use crate::models::{BookingStatus, RentalBooking};
use crate::pricing::{self, RateType};
use crate::repository::{ProductRepository, RentalRepository, RepoError};
use crate::{validator, RentalError};
use chrono::NaiveDate;
use krishi_catalog::ProductType;
use krishi_shared::Clock;
use std::sync::Arc;
use tracing::{info, warn};
use uuid::Uuid;

/// Incoming booking request, already stripped of transport concerns.
/// The renter identity comes from the caller's auth context.
#[derive(Debug, Clone)]
pub struct BookingRequest {
    pub product_id: Uuid,
    pub start_date: NaiveDate,
    pub end_date: NaiveDate,
    pub rental_rate_type: String,
    pub delivery_address: Option<serde_json::Value>,
    pub pickup_address: Option<serde_json::Value>,
    pub notes: Option<String>,
}

/// Composes validation, pricing, availability and persistence into the
/// booking flow. All collaborators are injected; nothing here is global.
pub struct BookingOrchestrator {
    products: Arc<dyn ProductRepository>,
    rentals: Arc<dyn RentalRepository>,
    clock: Arc<dyn Clock>,
}

impl BookingOrchestrator {
    pub fn new(
        products: Arc<dyn ProductRepository>,
        rentals: Arc<dyn RentalRepository>,
        clock: Arc<dyn Clock>,
    ) -> Self {
        Self {
            products,
            rentals,
            clock,
        }
    }

    /// Create a rental booking.
    ///
    /// Rejections happen before any write. The final step persists the
    /// booking and blocks its date range in a single atomic repository
    /// call; a date claimed by a concurrent booking between the pre-check
    /// and the write surfaces as `DatesUnavailable`, with nothing stored.
    pub async fn create_booking(
        &self,
        farmer_id: Uuid,
        req: BookingRequest,
    ) -> Result<RentalBooking, RentalError> {
        // 1. Product must exist, be active and be rentable
        let product = self
            .products
            .get_product(req.product_id)
            .await
            .map_err(map_repo_error)?
            .filter(|p| p.is_active)
            .ok_or(RentalError::NotFound)?;

        if product.product_type != ProductType::Rentable {
            return Err(RentalError::ProductNotRentable);
        }

        // 2. Date range
        let range = validator::validate_range(
            self.clock.today(),
            req.start_date,
            req.end_date,
            product.min_rental_days,
            product.max_rental_days,
        )?;

        // 3. Pricing snapshot
        let rate_type: RateType = req.rental_rate_type.parse()?;
        let quote = pricing::resolve_quote(rate_type, &product.rental_terms(), range.total_days);

        // 4. Advisory availability pre-check; the write re-verifies under lock
        let blocked = self
            .rentals
            .unavailable_dates(product.id, range.start_date, range.end_date)
            .await
            .map_err(map_repo_error)?;

        if !blocked.is_empty() {
            warn!(
                product_id = %product.id,
                blocked = blocked.len(),
                "booking rejected: requested range overlaps blocked dates"
            );
            return Err(RentalError::DatesUnavailable);
        }

        // 5+6. Persist the booking and block its dates atomically
        let now = self.clock.now();
        let booking = RentalBooking {
            id: Uuid::new_v4(),
            farmer_id,
            provider_id: product.provider_id,
            product_id: product.id,
            start_date: range.start_date,
            end_date: range.end_date,
            total_days: range.total_days,
            rental_rate_type: rate_type,
            rate_per_period: quote.rate_per_period,
            total_amount: quote.total_amount,
            deposit_amount: quote.deposit_amount,
            status: BookingStatus::Pending,
            delivery_address: req.delivery_address,
            pickup_address: req.pickup_address,
            notes: req.notes,
            created_at: now,
            updated_at: now,
        };

        match self.rentals.create_booking(&booking).await {
            Ok(()) => {
                info!(
                    booking_id = %booking.id,
                    product_id = %booking.product_id,
                    total_days = booking.total_days,
                    total_amount = booking.total_amount,
                    "rental booking created"
                );
                Ok(booking)
            }
            Err(RepoError::Conflict(dates)) => {
                warn!(
                    product_id = %booking.product_id,
                    conflicts = dates.len(),
                    "booking lost the race for its dates"
                );
                Err(RentalError::DatesUnavailable)
            }
            Err(RepoError::Storage(msg)) => Err(RentalError::Persistence(msg)),
        }
    }
}

fn map_repo_error(err: RepoError) -> RentalError {
    match err {
        RepoError::Conflict(_) => RentalError::DatesUnavailable,
        RepoError::Storage(msg) => RentalError::Persistence(msg),
    }
}

#[cfg(test)]
mod tests {
    use super::*;
    use crate::availability::dates_in_range;
    use crate::memory::{InMemoryCatalog, InMemoryRentalStore};
    use chrono::{Duration, TimeZone, Utc};
    use krishi_catalog::Product;
    use krishi_shared::ManualClock;

    fn fixed_clock() -> Arc<ManualClock> {
        Arc::new(ManualClock::new(
            Utc.with_ymd_and_hms(2025, 6, 1, 8, 0, 0).unwrap(),
        ))
    }

    fn tractor(provider_id: Uuid) -> Product {
        let now = Utc.with_ymd_and_hms(2025, 5, 1, 0, 0, 0).unwrap();
        Product {
            id: Uuid::new_v4(),
            provider_id,
            name: "Tractor with rotavator".to_string(),
            description: None,
            product_type: ProductType::Rentable,
            rental_price_per_day: Some(500),
            rental_price_per_week: Some(3000),
            rental_price_per_month: Some(10000),
            min_rental_days: None,
            max_rental_days: None,
            requires_deposit: true,
            deposit_amount: Some(2000),
            is_active: true,
            created_at: now,
            updated_at: now,
        }
    }

    struct Harness {
        catalog: Arc<InMemoryCatalog>,
        rentals: Arc<InMemoryRentalStore>,
        clock: Arc<ManualClock>,
        orchestrator: BookingOrchestrator,
    }

    fn harness() -> Harness {
        let catalog = Arc::new(InMemoryCatalog::new());
        let rentals = Arc::new(InMemoryRentalStore::new());
        let clock = fixed_clock();
        let orchestrator = BookingOrchestrator::new(
            catalog.clone(),
            rentals.clone(),
            clock.clone(),
        );
        Harness {
            catalog,
            rentals,
            clock,
            orchestrator,
        }
    }

    fn request(product_id: Uuid, start: NaiveDate, end: NaiveDate, rate: &str) -> BookingRequest {
        BookingRequest {
            product_id,
            start_date: start,
            end_date: end,
            rental_rate_type: rate.to_string(),
            delivery_address: None,
            pickup_address: None,
            notes: None,
        }
    }

    #[tokio::test]
    async fn test_daily_booking_three_days() {
        let h = harness();
        let product = tractor(Uuid::new_v4());
        let product_id = product.id;
        h.catalog.insert(product);

        let today = h.clock.today();
        let booking = h
            .orchestrator
            .create_booking(
                Uuid::new_v4(),
                request(product_id, today, today + Duration::days(3), "daily"),
            )
            .await
            .unwrap();

        assert_eq!(booking.total_days, 3);
        assert_eq!(booking.rate_per_period, 500);
        assert_eq!(booking.total_amount, 1500);
        assert_eq!(booking.deposit_amount, 2000);
        assert_eq!(booking.status, BookingStatus::Pending);

        // Every day from start to end inclusive is now blocked
        let days = h
            .rentals
            .availability(product_id, None, None)
            .await
            .unwrap();
        let expected = dates_in_range(booking.start_date, booking.end_date);
        assert_eq!(days.len(), expected.len());
        assert!(days.iter().all(|d| !d.is_available));
    }

    #[tokio::test]
    async fn test_weekly_booking_ten_days() {
        let h = harness();
        let product = tractor(Uuid::new_v4());
        let product_id = product.id;
        h.catalog.insert(product);

        let today = h.clock.today();
        let booking = h
            .orchestrator
            .create_booking(
                Uuid::new_v4(),
                request(product_id, today, today + Duration::days(10), "weekly"),
            )
            .await
            .unwrap();

        assert_eq!(booking.total_days, 10);
        assert_eq!(booking.rate_per_period, 3000);
        assert_eq!(booking.total_amount, 6000);
    }

    #[tokio::test]
    async fn test_unknown_product_is_not_found() {
        let h = harness();
        let today = h.clock.today();

        let result = h
            .orchestrator
            .create_booking(
                Uuid::new_v4(),
                request(Uuid::new_v4(), today, today + Duration::days(2), "daily"),
            )
            .await;

        assert!(matches!(result, Err(RentalError::NotFound)));
    }

    #[tokio::test]
    async fn test_inactive_product_is_not_found() {
        let h = harness();
        let mut product = tractor(Uuid::new_v4());
        product.is_active = false;
        let product_id = product.id;
        h.catalog.insert(product);

        let today = h.clock.today();
        let result = h
            .orchestrator
            .create_booking(
                Uuid::new_v4(),
                request(product_id, today, today + Duration::days(2), "daily"),
            )
            .await;

        assert!(matches!(result, Err(RentalError::NotFound)));
    }

    #[tokio::test]
    async fn test_buyable_product_is_not_rentable() {
        let h = harness();
        let mut product = tractor(Uuid::new_v4());
        product.product_type = ProductType::Buyable;
        let product_id = product.id;
        h.catalog.insert(product);

        let today = h.clock.today();
        let result = h
            .orchestrator
            .create_booking(
                Uuid::new_v4(),
                request(product_id, today, today + Duration::days(2), "daily"),
            )
            .await;

        assert!(matches!(result, Err(RentalError::ProductNotRentable)));
    }

    #[tokio::test]
    async fn test_past_start_rejected_before_any_write() {
        let h = harness();
        let product = tractor(Uuid::new_v4());
        let product_id = product.id;
        h.catalog.insert(product);

        let today = h.clock.today();
        let result = h
            .orchestrator
            .create_booking(
                Uuid::new_v4(),
                request(
                    product_id,
                    today - Duration::days(1),
                    today + Duration::days(2),
                    "daily",
                ),
            )
            .await;

        assert!(matches!(result, Err(RentalError::InvalidDateRange(_))));
        assert_eq!(h.rentals.booking_count(), 0);
    }

    #[tokio::test]
    async fn test_invalid_rate_type_rejected() {
        let h = harness();
        let product = tractor(Uuid::new_v4());
        let product_id = product.id;
        h.catalog.insert(product);

        let today = h.clock.today();
        let result = h
            .orchestrator
            .create_booking(
                Uuid::new_v4(),
                request(product_id, today, today + Duration::days(2), "hourly"),
            )
            .await;

        assert!(matches!(result, Err(RentalError::InvalidRateType(_))));
        assert_eq!(h.rentals.booking_count(), 0);
    }

    #[tokio::test]
    async fn test_min_max_duration_enforced() {
        let h = harness();
        let mut product = tractor(Uuid::new_v4());
        product.min_rental_days = Some(3);
        product.max_rental_days = Some(10);
        let product_id = product.id;
        h.catalog.insert(product);

        let today = h.clock.today();

        let too_short = h
            .orchestrator
            .create_booking(
                Uuid::new_v4(),
                request(product_id, today, today + Duration::days(2), "daily"),
            )
            .await;
        assert!(matches!(too_short, Err(RentalError::DurationTooShort(3))));

        let too_long = h
            .orchestrator
            .create_booking(
                Uuid::new_v4(),
                request(product_id, today, today + Duration::days(11), "daily"),
            )
            .await;
        assert!(matches!(too_long, Err(RentalError::DurationTooLong(10))));
    }

    #[tokio::test]
    async fn test_overlapping_booking_rejected_without_side_effects() {
        let h = harness();
        let product = tractor(Uuid::new_v4());
        let product_id = product.id;
        h.catalog.insert(product);

        let today = h.clock.today();
        h.orchestrator
            .create_booking(
                Uuid::new_v4(),
                request(product_id, today, today + Duration::days(4), "daily"),
            )
            .await
            .unwrap();

        // Second request overlaps the tail of the first
        let result = h
            .orchestrator
            .create_booking(
                Uuid::new_v4(),
                request(
                    product_id,
                    today + Duration::days(4),
                    today + Duration::days(8),
                    "daily",
                ),
            )
            .await;

        assert!(matches!(result, Err(RentalError::DatesUnavailable)));
        assert_eq!(h.rentals.booking_count(), 1);
    }

    #[tokio::test]
    async fn test_provider_blocked_date_rejects_booking() {
        let h = harness();
        let product = tractor(Uuid::new_v4());
        let product_id = product.id;
        h.catalog.insert(product);

        let today = h.clock.today();
        h.rentals
            .set_availability(product_id, today + Duration::days(1), false)
            .await
            .unwrap();

        let result = h
            .orchestrator
            .create_booking(
                Uuid::new_v4(),
                request(product_id, today, today + Duration::days(3), "daily"),
            )
            .await;

        assert!(matches!(result, Err(RentalError::DatesUnavailable)));
        assert_eq!(h.rentals.booking_count(), 0);
    }

    #[tokio::test]
    async fn test_booking_after_blocked_window_succeeds() {
        let h = harness();
        let product = tractor(Uuid::new_v4());
        let product_id = product.id;
        h.catalog.insert(product);

        let today = h.clock.today();
        h.rentals
            .set_availability(product_id, today, false)
            .await
            .unwrap();

        let booking = h
            .orchestrator
            .create_booking(
                Uuid::new_v4(),
                request(
                    product_id,
                    today + Duration::days(1),
                    today + Duration::days(3),
                    "daily",
                ),
            )
            .await
            .unwrap();

        assert_eq!(booking.total_days, 2);
    }
}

(Work request)
In the records above, find each line that mentions the word "from", and copy it.

(Solution to the exercise)
/// The renter identity comes from the caller's auth context.
        // Every day from start to end inclusive is now blocked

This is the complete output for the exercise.